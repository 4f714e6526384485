//! Prometheus metrics of the sink encoders.
//!
//! Built once at startup against the process registry and passed by reference
//! to every encoder constructor.

use prometheus::{exponential_buckets, Histogram, HistogramOpts, HistogramVec, IntCounter, IntCounterVec, Opts, Registry};

use crate::codec::Protocol;
use crate::error::Result;

#[derive(Clone)]
pub struct EncoderMetrics {
  appended_rows: IntCounterVec,
  messages: IntCounterVec,
  batch_size: HistogramVec,
}

impl EncoderMetrics {
  pub fn new(registry: &Registry) -> Result<Self> {
    let appended_rows = IntCounterVec::new(
      Opts::new("appended_rows_total", "Row events buffered by the encoders")
        .namespace("changefeed")
        .subsystem("sink_codec"),
      &["protocol"],
    )?;
    let messages = IntCounterVec::new(
      Opts::new("messages_total", "Messages produced by the encoders")
        .namespace("changefeed")
        .subsystem("sink_codec"),
      &["protocol", "type"],
    )?;
    let batch_size = HistogramVec::new(
      HistogramOpts::new("batch_rows", "Row messages returned by a single build")
        .namespace("changefeed")
        .subsystem("sink_codec")
        .buckets(exponential_buckets(1.0, 2.0, 16)?),
      &["protocol"],
    )?;

    registry.register(Box::new(appended_rows.clone()))?;
    registry.register(Box::new(messages.clone()))?;
    registry.register(Box::new(batch_size.clone()))?;

    Ok(Self {
      appended_rows,
      messages,
      batch_size,
    })
  }

  pub fn for_protocol(&self, protocol: Protocol) -> ProtocolMetrics {
    let p = protocol.as_str();
    ProtocolMetrics {
      appended_rows: self.appended_rows.with_label_values(&[p]),
      row_messages: self.messages.with_label_values(&[p, "row"]),
      ddl_messages: self.messages.with_label_values(&[p, "ddl"]),
      resolved_messages: self.messages.with_label_values(&[p, "resolved"]),
      batch_size: self.batch_size.with_label_values(&[p]),
    }
  }
}

/// Metric handles with the protocol label already bound.
#[derive(Clone)]
pub struct ProtocolMetrics {
  pub appended_rows: IntCounter,
  pub row_messages: IntCounter,
  pub ddl_messages: IntCounter,
  pub resolved_messages: IntCounter,
  pub batch_size: Histogram,
}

┄┄┄┄┄┄┄┄┄┄

§ Work task
Keeping each line intact, set down the entire listing once more.

§ Result of the task
repository 4f714e6526384485
//! Prometheus metrics of the sink encoders.
//!
//! Built once at startup against the process registry and passed by reference
//! to every encoder constructor.

use prometheus::{exponential_buckets, Histogram, HistogramOpts, HistogramVec, IntCounter, IntCounterVec, Opts, Registry};

use crate::codec::Protocol;
use crate::error::Result;

#[derive(Clone)]
pub struct EncoderMetrics {
  appended_rows: IntCounterVec,
  messages: IntCounterVec,
  batch_size: HistogramVec,
}

impl EncoderMetrics {
  pub fn new(registry: &Registry) -> Result<Self> {
    let appended_rows = IntCounterVec::new(
      Opts::new("appended_rows_total", "Row events buffered by the encoders")
        .namespace("changefeed")
        .subsystem("sink_codec"),
      &["protocol"],
    )?;
    let messages = IntCounterVec::new(
      Opts::new("messages_total", "Messages produced by the encoders")
        .namespace("changefeed")
        .subsystem("sink_codec"),
      &["protocol", "type"],
    )?;
    let batch_size = HistogramVec::new(
      HistogramOpts::new("batch_rows", "Row messages returned by a single build")
        .namespace("changefeed")
        .subsystem("sink_codec")
        .buckets(exponential_buckets(1.0, 2.0, 16)?),
      &["protocol"],
    )?;

    registry.register(Box::new(appended_rows.clone()))?;
    registry.register(Box::new(messages.clone()))?;
    registry.register(Box::new(batch_size.clone()))?;

    Ok(Self {
      appended_rows,
      messages,
      batch_size,
    })
  }

  pub fn for_protocol(&self, protocol: Protocol) -> ProtocolMetrics {
    let p = protocol.as_str();
    ProtocolMetrics {
      appended_rows: self.appended_rows.with_label_values(&[p]),
      row_messages: self.messages.with_label_values(&[p, "row"]),
      ddl_messages: self.messages.with_label_values(&[p, "ddl"]),
      resolved_messages: self.messages.with_label_values(&[p, "resolved"]),
      batch_size: self.batch_size.with_label_values(&[p]),
    }
  }
}

/// Metric handles with the protocol label already bound.
#[derive(Clone)]
pub struct ProtocolMetrics {
  pub appended_rows: IntCounter,
  pub row_messages: IntCounter,
  pub ddl_messages: IntCounter,
  pub resolved_messages: IntCounter,
  pub batch_size: Histogram,
}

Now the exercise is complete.